Research Interest - ER stress response-
We identified OASIS as a novel ER stress transducer. OASIS is a basic leucine zipper (bZIP) transcription factor of the CREB/ATF family with a transmembrane domain that allows it to associate with the ER. The molecule is cleaved at the membrane in response to ER stress, and its cleaved amino-terminal cytoplasmic domain, which contains the bZIP domain, translocates into the nucleus where it activates the transcription of target genes that are mediated by ER stress-responsive and cyclic AMP-responsive elements. Intriguingly, OASIS was induced at the transcriptional level during ER stress in astrocytes of the central nervous system, but not in other cell types examined. Furthermore, overexpression of OASIS resulted in induction of BiP and suppression of ER-stress-induced cell death, whereas knockdown partially reduced BiP levels and led to ER stress in susceptible astrocytes. Our results reveal pivotal roles for OASIS in modulating the unfolded protein response in astrocytes, and the possibility that cell type-specific UPR signalling also exists in other cells (Fig. 2).
We are currently generating OASIS knockout mice to elucidate the physiological functions of OASIS in vivo.
Fig. 2 The comparison of the structure between OASIS and ATF6, and Regulation of unfolded protein response by OASIS in astrocytes.
Kondo, et al. Nature Cell Biology 7: 186-94, 2005.
Murakami, et al. Journal of Neurochemistry 96: 1090-1100, 2006.
Saito, et al. Antioxidants & Redox Signalimg 9: 563-571, 2007.

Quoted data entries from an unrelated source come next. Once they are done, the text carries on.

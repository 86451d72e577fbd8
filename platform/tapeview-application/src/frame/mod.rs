use crate::config::TRACKED_SYMBOLS;
use crate::pipeline::{derive_symbol_series, SymbolSeries};
use chrono::NaiveDateTime;
use serde::Serialize;
use std::time::Instant;
use tapeview_domain::error::TickLogError;
use tapeview_domain::repositories::render_sink::RenderSink;
use tapeview_domain::repositories::tick_log::{TickLogRepository, TickLogSnapshot};
use tapeview_domain::value_objects::drawing::{PanelDrawing, PanelId};
use tapeview_domain::value_objects::symbol::SymbolSlot;
use tapeview_domain::value_objects::timeframe::Timeframe;
use tracing::info_span;

pub mod context;
pub mod panels;

pub use context::RenderContext;

#[derive(Debug, Clone, PartialEq, Eq, Serialize)]
#[serde(tag = "outcome", content = "reason", rename_all = "snake_case")]
pub enum PanelOutcome {
    Rendered,
    /// Drawn with placeholders because the series was empty.
    Fallback(String),
    /// Not drawn this cycle; the sink keeps the previous drawing.
    Skipped(String),
}

impl PanelOutcome {
    fn label(&self) -> &'static str {
        match self {
            PanelOutcome::Rendered => "rendered",
            PanelOutcome::Fallback(_) => "fallback",
            PanelOutcome::Skipped(_) => "skipped",
        }
    }
}

#[derive(Debug, Clone, PartialEq, Eq, Serialize)]
pub struct PanelReport {
    pub panel: PanelId,
    pub outcome: PanelOutcome,
}

#[derive(Debug, Clone, PartialEq, Eq, Serialize)]
pub struct SymbolSummary {
    pub label: String,
    pub ticks: usize,
    pub rows: usize,
    pub dropped_rows: usize,
    pub out_of_order: usize,
    pub purged: usize,
}

impl SymbolSummary {
    fn from_series(series: &SymbolSeries) -> Self {
        Self {
            label: series.label.clone(),
            ticks: series.read.ticks,
            rows: series.rows.len(),
            dropped_rows: series.read.dropped(),
            out_of_order: series.resample.out_of_order,
            purged: series.purge.purged(),
        }
    }
}

#[derive(Debug, Clone, PartialEq, Serialize)]
pub struct CycleReport {
    pub wall_clock: String,
    pub panels: Vec<PanelReport>,
    pub symbols: Vec<SymbolSummary>,
    pub elapsed_ms: f64,
}

impl CycleReport {
    pub fn outcome(&self, panel: PanelId) -> Option<&PanelOutcome> {
        self.panels
            .iter()
            .find(|report| report.panel == panel)
            .map(|report| &report.outcome)
    }

    pub fn rendered(&self) -> usize {
        self.panels
            .iter()
            .filter(|report| report.outcome == PanelOutcome::Rendered)
            .count()
    }
}

/// Drives one Fetch → Resample → Indicate → Render pass per call.
///
/// Holds no state between cycles: every call re-reads the whole log and rebuilds all series.
pub struct FrameOrchestrator<R: TickLogRepository> {
    repo: R,
    slots: Vec<SymbolSlot>,
    timeframe: Timeframe,
}

impl<R: TickLogRepository> FrameOrchestrator<R> {
    pub fn new(repo: R, slots: Vec<SymbolSlot>, timeframe: Timeframe) -> Result<Self, String> {
        if slots.len() != TRACKED_SYMBOLS {
            return Err(format!(
                "frame orchestrator needs {TRACKED_SYMBOLS} symbols, got {}",
                slots.len()
            ));
        }
        if timeframe.step_seconds <= 0 {
            return Err(format!("invalid bucket width: {}", timeframe.step_seconds));
        }
        Ok(Self {
            repo,
            slots,
            timeframe,
        })
    }

    /// Runs one cycle against `ctx`.
    ///
    /// A tick log error aborts the cycle before any panel is drawn; the caller decides whether
    /// it halts scheduling ([`TickLogError::is_fatal`]) or simply waits for the next tick.
    pub fn run_cycle<S: RenderSink>(
        &self,
        ctx: &mut RenderContext<S>,
        wall_clock: NaiveDateTime,
    ) -> Result<CycleReport, TickLogError> {
        let span = info_span!("frame_cycle", bucket = %self.timeframe.label);
        let _enter = span.enter();
        let started = Instant::now();

        let snapshot = match self.repo.read_snapshot() {
            Ok(snapshot) => snapshot,
            Err(err) => {
                let kind = if err.is_fatal() { "parse" } else { "io" };
                metrics::counter!("tapeview.app.cycles_aborted_total", "kind" => kind).increment(1);
                if err.is_fatal() {
                    tracing::error!(error = %err, "tick log is structurally broken; cycle aborted");
                } else {
                    tracing::warn!(error = %err, "tick log unavailable; cycle skipped");
                }
                return Err(err);
            }
        };

        let series: Vec<Option<SymbolSeries>> = self
            .slots
            .iter()
            .map(|slot| self.series_for(&snapshot, slot))
            .collect();

        let wall_clock = panels::format_wall_clock(wall_clock);
        let mut reports = Vec::with_capacity(PanelId::COUNT);

        let primary = match series.first().and_then(Option::as_ref) {
            Some(primary) => primary.clone(),
            None => SymbolSeries::empty(&self.slots[0]),
        };
        let x_limits = panels::primary_x_limits(primary.rows.len());
        let primary_fallback = primary
            .rows
            .is_empty()
            .then(|| format!("{} has no indicator rows", primary.label));

        let primary_outcome = || match &primary_fallback {
            Some(reason) => PanelOutcome::Fallback(reason.clone()),
            None => PanelOutcome::Rendered,
        };

        reports.push(dispatch(
            ctx,
            panels::primary_panel(&primary, &wall_clock, x_limits),
            primary_outcome(),
        ));

        for (slot_no, entry) in (1..=PanelId::SECONDARY_COUNT).zip(series.iter().skip(1)) {
            let panel = PanelId::Secondary(slot_no);
            let report = match entry {
                None => skipped(panel, "series could not be derived"),
                Some(s) if s.quote.is_none() => skipped(panel, &format!("no ticks for {}", s.label)),
                Some(s) => {
                    let outcome = if s.rows.is_empty() {
                        PanelOutcome::Fallback(format!("{} has no indicator rows", s.label))
                    } else {
                        PanelOutcome::Rendered
                    };
                    dispatch(ctx, panels::secondary_panel(slot_no, s), outcome)
                }
            };
            reports.push(report);
        }

        reports.push(dispatch(
            ctx,
            panels::volume_panel(&primary, x_limits),
            primary_outcome(),
        ));
        reports.push(dispatch(
            ctx,
            panels::rsi_panel(&primary, x_limits),
            primary_outcome(),
        ));

        if let Err(err) = ctx.present() {
            tracing::warn!(error = %err, "render sink failed to present frame");
        }

        for report in &reports {
            metrics::counter!("tapeview.app.panels_total", "outcome" => report.outcome.label())
                .increment(1);
        }

        let elapsed_ms = started.elapsed().as_secs_f64() * 1000.0;
        metrics::histogram!("tapeview.app.cycle_ms").record(elapsed_ms);

        let symbols: Vec<SymbolSummary> = series
            .iter()
            .zip(&self.slots)
            .map(|(entry, slot)| match entry {
                Some(s) => SymbolSummary::from_series(s),
                None => SymbolSummary::from_series(&SymbolSeries::empty(slot)),
            })
            .collect();

        let report = CycleReport {
            wall_clock,
            panels: reports,
            symbols,
            elapsed_ms,
        };
        tracing::debug!(
            rendered = report.rendered(),
            primary_rows = primary.rows.len(),
            elapsed_ms,
            "frame cycle complete"
        );
        Ok(report)
    }

    fn series_for(&self, snapshot: &TickLogSnapshot, slot: &SymbolSlot) -> Option<SymbolSeries> {
        match derive_symbol_series(snapshot, slot, &self.timeframe) {
            Ok(series) => Some(series),
            Err(err) => {
                tracing::warn!(symbol = %slot.label, error = %err, "failed to derive series");
                None
            }
        }
    }
}

fn skipped(panel: PanelId, reason: &str) -> PanelReport {
    tracing::debug!(panel = %panel.title(), reason, "panel skipped");
    PanelReport {
        panel,
        outcome: PanelOutcome::Skipped(reason.to_string()),
    }
}

fn dispatch<S: RenderSink>(
    ctx: &mut RenderContext<S>,
    drawing: PanelDrawing,
    outcome: PanelOutcome,
) -> PanelReport {
    let panel = drawing.id;
    match ctx.draw(drawing) {
        Ok(()) => PanelReport { panel, outcome },
        Err(err) => {
            tracing::warn!(panel = %panel.title(), error = %err, "render sink rejected panel");
            PanelReport {
                panel,
                outcome: PanelOutcome::Skipped(format!("sink error: {err}")),
            }
        }
    }
}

A new group of ER stress transducers including CREBH, AIbZIP/Tisp40 and Luman, has been identified whose members are homologous to OASIS (Fig.3). These transducers are processed in a manner similar to that of OASIS and ATF6, which in response to ER stress are sequestered in cellular membranes and activated by RIP. Recently, we also identified BBF2H7, an ER-resident transmembrane protein with the bZIP domain in the cytoplasmic portion and structurally homologous to OASIS. Interestingly, although BBF2H7 protein is not expressed in normal conditions, it is markedly induced at the translational level during ER stress, suggesting that BBF2H7 might contribute to only the late phase of UPR signaling. In a mouse model of focal brain ischemia, BBF2H7 protein is prominently induced in neurons in the peri-infarction region. Furthermore, in a neuroblastoma cell line, BBF2H7 overexpression suppresses ER stress-induced cell death, while siRNA knockdown of BBF2H7 promotes ER stress-induced cell death. Taken together, BBF2H7 could play important roles in preventing accumulation of unfolded proteins in damaged neurons.
Fig.3 The structures of OASIS family members.
Kondo, et al. Molecular and Cellular Biology 27: 1716-1729, 2007.